The appearance of hallucinations under the LNP scenario justifies the need for hybrid techniques such as PICDL to properly reconstruct data with a highly limited number of projections and recover internal structures and edges. The results show that while SART-PICCS was not able to correct small hallucinations in the prior image, the incorporation of the original measured data through our hybrid approach effectively eliminates the hallucinations introduced by the DL model into the prior image. The use of Split Bregman in our implementation allows the PICCS problem to be solved accurately, while SART-PICCS approximates the gradient of the TV norm by means of a relax parameter to apply gradient descent, what may cause its inability to correct small hallucinations in the prior image, leading to an incorrect reconstruction of small gradients.

The evaluation of PICDL using different priors, resulting from different initializations of the weightings and biases of the CNN, supported the robustness of the proposed method since it can obtain results that are visually and quantitatively very similar to each other.

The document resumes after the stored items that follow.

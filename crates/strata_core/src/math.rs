//! Mathematical types shared by the simulation and the render boundary.
//!
//! These are the canonical representations handed to hosts; both are
//! plain-old-data so a renderer can upload them without conversion.

use bytemuck::{Pod, Zeroable};
use serde::{Deserialize, Serialize};

/// 2D Vector - position, velocity, acceleration
#[repr(C)]
#[derive(Clone, Copy, Debug, Default, PartialEq, Pod, Zeroable, Serialize, Deserialize)]
pub struct Vec2 {
    /// X component
    pub x: f32,
    /// Y component
    pub y: f32,
}

impl Vec2 {
    /// Creates a new Vec2
    #[must_use]
    pub const fn new(x: f32, y: f32) -> Self {
        Self { x, y }
    }

    /// Zero vector
    pub const ZERO: Self = Self::new(0.0, 0.0);

    /// Converts to array
    #[must_use]
    pub const fn to_array(self) -> [f32; 2] {
        [self.x, self.y]
    }

    /// Creates from array
    #[must_use]
    pub const fn from_array(arr: [f32; 2]) -> Self {
        Self::new(arr[0], arr[1])
    }

    /// Dot product
    #[must_use]
    pub fn dot(self, other: Self) -> f32 {
        self.x * other.x + self.y * other.y
    }

    /// Length squared (avoids sqrt)
    #[must_use]
    pub fn length_squared(self) -> f32 {
        self.dot(self)
    }

    /// Length
    #[must_use]
    pub fn length(self) -> f32 {
        self.length_squared().sqrt()
    }

    /// Distance to another point
    #[must_use]
    pub fn distance(self, other: Self) -> f32 {
        (self - other).length()
    }

    /// Distance squared (avoids sqrt)
    #[must_use]
    pub fn distance_squared(self, other: Self) -> f32 {
        (self - other).length_squared()
    }

    /// Unit vector in the same direction, or zero for a (near-)zero vector
    #[must_use]
    pub fn normalized_or_zero(self) -> Self {
        let len = self.length();
        if len <= f32::EPSILON {
            Self::ZERO
        } else {
            Self::new(self.x / len, self.y / len)
        }
    }
}

impl std::ops::Add for Vec2 {
    type Output = Self;
    fn add(self, rhs: Self) -> Self {
        Self::new(self.x + rhs.x, self.y + rhs.y)
    }
}

impl std::ops::AddAssign for Vec2 {
    fn add_assign(&mut self, rhs: Self) {
        self.x += rhs.x;
        self.y += rhs.y;
    }
}

impl std::ops::Sub for Vec2 {
    type Output = Self;
    fn sub(self, rhs: Self) -> Self {
        Self::new(self.x - rhs.x, self.y - rhs.y)
    }
}

impl std::ops::Mul<f32> for Vec2 {
    type Output = Self;
    fn mul(self, rhs: f32) -> Self {
        Self::new(self.x * rhs, self.y * rhs)
    }
}

/// Axis-aligned bounding box in world pixels.
///
/// `min` is the top-left corner, `max` the bottom-right; y grows downward
/// as in screen space. An edge touching another edge does NOT overlap,
/// which keeps tile-aligned bodies from colliding with their own floor.
#[repr(C)]
#[derive(Clone, Copy, Debug, Default, PartialEq, Pod, Zeroable, Serialize, Deserialize)]
pub struct Aabb {
    /// Top-left corner
    pub min: Vec2,
    /// Bottom-right corner
    pub max: Vec2,
}

impl Aabb {
    /// Creates an AABB from explicit corners
    #[must_use]
    pub const fn new(min: Vec2, max: Vec2) -> Self {
        Self { min, max }
    }

    /// Creates an AABB from a top-left corner and a size
    #[must_use]
    pub fn from_min_size(min: Vec2, size: Vec2) -> Self {
        Self::new(min, min + size)
    }

    /// Creates an AABB centered on a point
    #[must_use]
    pub fn from_center(center: Vec2, size: Vec2) -> Self {
        Self::new(center - size * 0.5, center + size * 0.5)
    }

    /// Creates the AABB covering one tile cell
    #[must_use]
    pub fn from_tile(tx: usize, ty: usize, tile_size: f32) -> Self {
        #[allow(clippy::cast_precision_loss)]
        let min = Vec2::new(tx as f32 * tile_size, ty as f32 * tile_size);
        Self::from_min_size(min, Vec2::new(tile_size, tile_size))
    }

    /// Width of the box
    #[must_use]
    pub fn width(&self) -> f32 {
        self.max.x - self.min.x
    }

    /// Height of the box
    #[must_use]
    pub fn height(&self) -> f32 {
        self.max.y - self.min.y
    }

    /// Center point
    #[must_use]
    pub fn center(&self) -> Vec2 {
        Vec2::new(
            (self.min.x + self.max.x) * 0.5,
            (self.min.y + self.max.y) * 0.5,
        )
    }

    /// Strict overlap test (shared edges do not count)
    #[must_use]
    pub fn overlaps(&self, other: &Self) -> bool {
        self.min.x < other.max.x
            && self.max.x > other.min.x
            && self.min.y < other.max.y
            && self.max.y > other.min.y
    }

    /// Whether a point lies inside (min-inclusive, max-exclusive)
    #[must_use]
    pub fn contains_point(&self, p: Vec2) -> bool {
        p.x >= self.min.x && p.x < self.max.x && p.y >= self.min.y && p.y < self.max.y
    }

    /// The same box shifted by a delta
    #[must_use]
    pub fn translated(&self, delta: Vec2) -> Self {
        Self::new(self.min + delta, self.max + delta)
    }
}

#[cfg(test)]
mod tests {
    use super::*;

    #[test]
    fn test_vec2_operations() {
        let a = Vec2::new(1.0, 2.0);
        let b = Vec2::new(4.0, 6.0);

        let sum = a + b;
        assert_eq!(sum.x, 5.0);
        assert_eq!(sum.y, 8.0);

        let dot = a.dot(b);
        assert_eq!(dot, 16.0); // 1*4 + 2*6

        assert_eq!(b.distance_squared(a), 25.0);
    }

    #[test]
    fn test_vec2_normalize() {
        let v = Vec2::new(3.0, 4.0);
        let n = v.normalized_or_zero();
        assert!((n.length() - 1.0).abs() < 1e-6);
        assert_eq!(Vec2::ZERO.normalized_or_zero(), Vec2::ZERO);
    }

    #[test]
    fn test_vec2_bytemuck() {
        let v = Vec2::new(1.0, 2.0);
        let bytes: &[u8] = bytemuck::bytes_of(&v);
        assert_eq!(bytes.len(), 8); // 2 * 4 bytes
    }

    #[test]
    fn test_aabb_overlap() {
        let a = Aabb::from_min_size(Vec2::new(0.0, 0.0), Vec2::new(16.0, 16.0));
        let b = Aabb::from_min_size(Vec2::new(8.0, 8.0), Vec2::new(16.0, 16.0));
        let c = Aabb::from_min_size(Vec2::new(16.0, 0.0), Vec2::new(16.0, 16.0));

        assert!(a.overlaps(&b));
        assert!(b.overlaps(&a));
        // Shared edge is not an overlap
        assert!(!a.overlaps(&c));
    }

    #[test]
    fn test_aabb_from_tile() {
        let t = Aabb::from_tile(2, 3, 16.0);
        assert_eq!(t.min, Vec2::new(32.0, 48.0));
        assert_eq!(t.max, Vec2::new(48.0, 64.0));
        assert_eq!(t.center(), Vec2::new(40.0, 56.0));
    }

    #[test]
    fn test_aabb_contains_point() {
        let a = Aabb::from_min_size(Vec2::new(0.0, 0.0), Vec2::new(10.0, 10.0));
        assert!(a.contains_point(Vec2::new(0.0, 0.0)));
        assert!(a.contains_point(Vec2::new(9.9, 9.9)));
        assert!(!a.contains_point(Vec2::new(10.0, 5.0)));
    }
}
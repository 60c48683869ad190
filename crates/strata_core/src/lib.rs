//! # Strata Core
//!
//! Foundation types for the STRATA sandbox simulation.
//!
//! ## Design Principles
//!
//! - **Host-agnostic**: nothing here knows about windows, GPUs, or input
//!   devices; hosts consume plain data (positions, kinds, colors).
//! - **Fail fast**: configuration is validated once, before any world
//!   work begins, so simulation code never re-checks its invariants.
//! - **Deterministic**: no hidden global state; identical inputs give
//!   identical results on every platform.
//!
//! ## Core Components
//!
//! - [`math`]: 2D vector and AABB types shared with the render boundary
//! - [`tile`]: the material table (hardness, color, granular behavior)
//! - [`config`]: validated world configuration with TOML loading
//! - [`quadtree`]: spatial index for proximity queries
//!
//! ## Example
//!
//! ```
//! use strata_core::{TileKind, WorldConfig};
//!
//! let config = WorldConfig::default();
//! assert!(config.validate().is_ok());
//! assert_eq!(config.sector_count(), 30);
//! assert!(TileKind::Sand.is_granular());
//! assert!(!TileKind::Stone.is_breakable());
//! ```

#![deny(unsafe_code)]
#![warn(missing_docs)]

pub mod config;
pub mod math;
pub mod quadtree;
pub mod tile;

pub use config::{ConfigError, ConfigResult, WorldConfig};
pub use math::{Aabb, Vec2};
pub use quadtree::Quadtree;
pub use tile::{TileKind, TILE_KIND_COUNT};
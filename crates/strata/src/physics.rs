//! # Tile Physics
//!
//! One body record plus free functions, shared by the player, drops,
//! and falling granular blocks. Behavior differences are expressed as
//! capability flags, not types: a magnetized drop simply clears its
//! gravity flag, a falling sand block carries the same flags as the
//! player.
//!
//! ## Integration & Collision
//!
//! Per tick: gravity adds to acceleration, velocity integrates the
//! acceleration, downward speed clamps below one tile, and the
//! position advances by `vel + acc / 2`. Collision is resolved
//! per-axis against the live grid: x moves and resolves first, then y
//! with the corrected x, which avoids tunneling and diagonal-corner
//! ambiguity. Each axis resolves against the first overlapping tile
//! only, snapping the body flush to it and zeroing that axis.
//!
//! Bodies that leave the map's extended bounds (one tile of margin to
//! the sides and below, no ceiling) are reported so the caller can
//! remove them.

use strata_core::{Aabb, Vec2, WorldConfig};

use crate::world::grid::WorldGrid;

/// Velocity magnitude below which a body counts as at rest.
const REST_EPSILON_SQUARED: f32 = 1e-4;

/// Capability flags selecting which physics a body experiences.
#[derive(Clone, Copy, Debug, Default, PartialEq, Eq)]
pub struct BodyCaps(u8);

impl BodyCaps {
    /// No physics at all.
    pub const NONE: Self = Self(0);
    /// Gravity accelerates the body each tick.
    pub const GRAVITY: Self = Self(1 << 0);
    /// The body collides with live grid tiles.
    pub const COLLIDE: Self = Self(1 << 1);

    /// Whether a flag is set.
    #[inline]
    #[must_use]
    pub const fn has(self, flag: Self) -> bool {
        (self.0 & flag.0) != 0
    }

    /// This set with a flag added.
    #[inline]
    #[must_use]
    pub const fn with(self, flag: Self) -> Self {
        Self(self.0 | flag.0)
    }

    /// This set with a flag removed.
    #[inline]
    #[must_use]
    pub const fn without(self, flag: Self) -> Self {
        Self(self.0 & !flag.0)
    }
}

/// A moving axis-aligned body in world pixels.
#[derive(Clone, Copy, Debug, PartialEq)]
pub struct PhysicsBody {
    /// Top-left corner position.
    pub pos: Vec2,
    /// Velocity in pixels per tick.
    pub vel: Vec2,
    /// Acceleration accumulated this tick; cleared by the step.
    pub acc: Vec2,
    /// Hitbox size.
    pub size: Vec2,
    /// Which physics apply.
    pub caps: BodyCaps,
}

impl PhysicsBody {
    /// Creates a body at rest.
    #[must_use]
    pub const fn new(pos: Vec2, size: Vec2, caps: BodyCaps) -> Self {
        Self {
            pos,
            vel: Vec2::ZERO,
            acc: Vec2::ZERO,
            size,
            caps,
        }
    }

    /// The body's current bounding box.
    #[must_use]
    pub fn aabb(&self) -> Aabb {
        Aabb::from_min_size(self.pos, self.size)
    }

    /// The body's center point.
    #[must_use]
    pub fn center(&self) -> Vec2 {
        self.pos + self.size * 0.5
    }

    /// Whether the body has (effectively) stopped moving.
    #[must_use]
    pub fn is_at_rest(&self) -> bool {
        self.vel.length_squared() < REST_EPSILON_SQUARED
    }
}

/// What one integration step did to a body.
#[derive(Clone, Copy, Debug, Default, PartialEq, Eq)]
pub struct StepOutcome {
    /// The body hit a tile horizontally and was snapped flush.
    pub hit_x: bool,
    /// The body hit a tile vertically and was snapped flush.
    pub hit_y: bool,
    /// The body left the map's extended bounds and should be removed.
    pub out_of_bounds: bool,
}

/// Advances a body one tick against the live grid.
///
/// Gravity, integration, fall clamp, then per-axis collision. The
/// acceleration is consumed; callers re-apply input forces next tick.
pub fn step_body(body: &mut PhysicsBody, grid: &WorldGrid, config: &WorldConfig) -> StepOutcome {
    let mut outcome = StepOutcome::default();

    if body.caps.has(BodyCaps::GRAVITY) {
        body.acc.y += config.gravity;
    }

    body.vel += body.acc;
    let terminal = config.terminal_fall_speed();
    if body.vel.y > terminal {
        body.vel.y = terminal;
    }
    let displacement = body.vel + body.acc * 0.5;
    body.acc = Vec2::ZERO;

    if body.caps.has(BodyCaps::COLLIDE) {
        body.pos.x += displacement.x;
        outcome.hit_x = resolve_x(body, grid);
        body.pos.y += displacement.y;
        outcome.hit_y = resolve_y(body, grid);
    } else {
        body.pos += displacement;
    }

    let margin = config.tile_size;
    let in_x = -margin < body.pos.x && body.pos.x < config.width_px() + margin;
    let in_y = body.pos.y < config.height_px() + margin;
    outcome.out_of_bounds = !(in_x && in_y);

    outcome
}

/// Whether a body stands on solid ground (one-pixel downward probe).
#[must_use]
pub fn is_grounded(body: &PhysicsBody, grid: &WorldGrid) -> bool {
    grid.overlaps_solid(&body.aabb().translated(Vec2::new(0.0, 1.0)))
}

/// Resolves a horizontal penetration against the first hit tile.
fn resolve_x(body: &mut PhysicsBody, grid: &WorldGrid) -> bool {
    let aabb = body.aabb();
    let Some(tile) = grid.first_solid_overlap(&aabb) else {
        return false;
    };
    if tile.min.x > aabb.min.x {
        // Hit from the left: snap flush against the tile's left face
        body.pos.x = tile.min.x - body.size.x;
    } else if tile.max.x < aabb.max.x {
        body.pos.x = tile.max.x;
    }
    body.vel.x = 0.0;
    true
}

/// Resolves a vertical penetration against the first hit tile.
fn resolve_y(body: &mut PhysicsBody, grid: &WorldGrid) -> bool {
    let aabb = body.aabb();
    let Some(tile) = grid.first_solid_overlap(&aabb) else {
        return false;
    };
    if tile.min.y > aabb.min.y {
        // Landing: snap the feet onto the tile's top face
        body.pos.y = tile.min.y - body.size.y;
    } else if tile.min.y < aabb.min.y {
        body.pos.y = tile.max.y;
    }
    body.vel.y = 0.0;
    true
}
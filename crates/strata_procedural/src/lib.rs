//! # STRATA Procedural Generation
//!
//! Deterministic cave generation for reproducible sandbox worlds.
//!
//! ## Design Principles
//!
//! 1. **Deterministic**: Same seed always produces the same world
//! 2. **Incremental**: One generation phase per call, never block a tick
//! 3. **Pure passes**: Every phase maps the previous field to a fresh one
//! 4. **Total accessors**: Out-of-bounds reads are open air, never faults
//!
//! ## Core Components
//!
//! - `WorldSeed`: One u64 every random stream derives from
//! - `Blueprint`: The static tile field the live world streams from
//! - `CaveGenerator`: Cellular-automaton carving as a resumable state machine
//! - `pick_spawn`: Standable-surface discovery with fail-fast errors
//!
//! ## Example
//!
//! ```
//! use strata_core::WorldConfig;
//! use strata_procedural::{pick_spawn, CaveGenerator, WorldSeed};
//!
//! let config = WorldConfig::default();
//! let seed = WorldSeed::new(42);
//!
//! let mut generator = CaveGenerator::new(&config, seed).expect("valid config");
//! while !generator.is_done() {
//!     let progress = generator.progress();
//!     assert!(progress.completed < progress.total);
//!     generator.step();
//! }
//!
//! let blueprint = generator.try_finish().expect("generation ran to the end");
//! let (x, y) = pick_spawn(&blueprint, config.horizon, seed).expect("standable surface");
//! assert!(blueprint.is_solid(x, y + 1));
//! ```

#![deny(unsafe_code)]
#![warn(missing_docs)]

pub mod blueprint;
pub mod generator;
pub mod seed;

pub use blueprint::Blueprint;
pub use generator::{pick_spawn, CaveGenerator, GenError, GenPhase, GenProgress, GenResult};
pub use seed::WorldSeed;
//! Per-piece gravity timing: fall rate, lock delay, and insertion delay
//!
//! All waiting is polled duration state decremented by the frame delta; the
//! scenario asks which timer has elapsed rather than blocking anywhere.

use std::time::Duration;

/// How fast the active piece is being pushed down
#[derive(Debug, Clone, Copy, PartialEq, Eq, Default)]
pub enum DropMode {
    #[default]
    Normal,
    Soft,
    Hard,
}

/// Delay before a grounded piece locks in place
const LOCK_DELAY: Duration = Duration::from_millis(500);
/// Delay between a lock and the next spawn
const INSERTION_DELAY: Duration = Duration::from_millis(500);
/// Longer post-lock delay when the lock cleared lines
const ERASING_INSERTION_DELAY: Duration = Duration::from_millis(750);
/// Row interval while soft-dropping
const SOFT_DROP_INTERVAL: Duration = Duration::from_millis(50);
/// Fall speed never goes below this, whatever the level says
const MIN_WAITING: Duration = Duration::from_millis(10);

/// Timing state machine for the falling piece
#[derive(Debug, Clone)]
pub struct GravityClock {
    /// Time per row at the current gravity level
    waiting: Duration,
    /// Time left before the next automatic drop
    remaining: Duration,
    /// Lock-delay time left once the piece is grounded
    freezing: Duration,
    /// Post-lock delay before the next piece may spawn
    inserting: Duration,
    mode: DropMode,
}

impl GravityClock {
    pub fn new() -> Self {
        let mut clock = Self {
            waiting: Duration::ZERO,
            remaining: Duration::ZERO,
            freezing: Duration::ZERO,
            inserting: Duration::ZERO,
            mode: DropMode::Normal,
        };
        clock.set_gravity_level(1);
        clock.rearm();
        clock
    }

    /// Map a gravity level to seconds-per-row via the Tetris Worlds curve:
    /// `(0.8 - (level - 1) * 0.007) ^ (level - 1)`
    pub fn set_gravity_level(&mut self, level: u32) {
        let level = level.clamp(1, 60) as f64;
        let seconds = (0.8 - (level - 1.0) * 0.007).powf(level - 1.0);
        self.waiting = Duration::from_secs_f64(seconds).max(MIN_WAITING);
    }

    pub fn mode(&self) -> DropMode {
        self.mode
    }

    /// Switch drop mode, clamping the pending wait down so the change feels
    /// immediate
    pub fn set_mode(&mut self, mode: DropMode) {
        self.mode = mode;
        match mode {
            DropMode::Normal => {}
            DropMode::Soft => self.remaining = self.remaining.min(SOFT_DROP_INTERVAL),
            DropMode::Hard => self.remaining = Duration::ZERO,
        }
    }

    /// Fresh piece: restart the fall timer at the full interval
    pub fn rearm(&mut self) {
        self.remaining = self.waiting;
    }

    pub fn update_waiting(&mut self, delta: Duration) {
        self.remaining = self.remaining.saturating_sub(delta);
    }

    /// False once a drop is due; always false in Hard mode
    pub fn is_waiting(&self) -> bool {
        self.mode != DropMode::Hard && !self.remaining.is_zero()
    }

    /// Replenish the fall timer after a drop
    pub fn register_drop(&mut self) {
        match self.mode {
            DropMode::Normal => self.remaining += self.waiting,
            DropMode::Soft => {
                self.remaining = (self.remaining + SOFT_DROP_INTERVAL).min(self.waiting);
            }
            DropMode::Hard => self.remaining = Duration::ZERO,
        }
    }

    /// Arm the lock delay once the piece cannot fall further
    pub fn freeze(&mut self) {
        self.freezing = LOCK_DELAY;
    }

    pub fn update_freezing(&mut self, delta: Duration) {
        self.freezing = self.freezing.saturating_sub(delta);
    }

    pub fn freeze_expired(&self) -> bool {
        self.freezing.is_zero()
    }

    /// Arm the post-lock delay
    pub fn insertion(&mut self) {
        self.inserting = INSERTION_DELAY;
    }

    /// Arm the longer post-lock delay used when lines were cleared
    pub fn erasing_insertion(&mut self) {
        self.inserting = ERASING_INSERTION_DELAY;
    }

    pub fn update_inserting(&mut self, delta: Duration) {
        self.inserting = self.inserting.saturating_sub(delta);
    }

    pub fn insertion_expired(&self) -> bool {
        self.inserting.is_zero()
    }
}

impl Default for GravityClock {
    fn default() -> Self {
        Self::new()
    }
}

The main challenge with PICDL was the selection of the regularization parameters for L2-PICCS, which was carried out heuristically depending on the type of artifact, the number of total projections, and their spatial distribution within the total span angle. Future work will explore the possibility of optimizing these parameters with a deep learning model, provided that enough complete PICDL studies are available. Other methods such as the so-called unrolling methods include the DL model as part of the iterative method [43,44]. Nevertheless, the use of unrolling methods with 3D data is limited by the large computational memory costs.

One limitation of our study is the reduced size of the training database. Future work will require the creation of larger datasets and the evaluation of the method on anatomical regions other than rodent head studies to determine the need to independently train the DL model on each body part.

While PICDL does not include a polychromatic projector model, it shows that the use of a beam-hardening corrected prior allows for beam hardening to be solved in a way that is not computationally demanding.

The proposed method is an easy-to-implement approach to incorporate the potential of the deep learning strategies to limited-data CT, preventing the transfer of hallucinations to the final solution. This could be especially useful in settings with mechanical limitations, as is the use of C-arms to obtain tomographic images in the operating room, or where the radiation dose must be reduced, as in screening.

In conclusion, PICDL has demonstrated effectiveness in compensating for beam-hardening artifacts across various scenarios, successfully correcting streaks and deformation artifacts present in highly limited data, paving the way for real-time quantitative tomography in situations involving non-standard trajectories, such as those encountered in the used C-arm systems during surgery.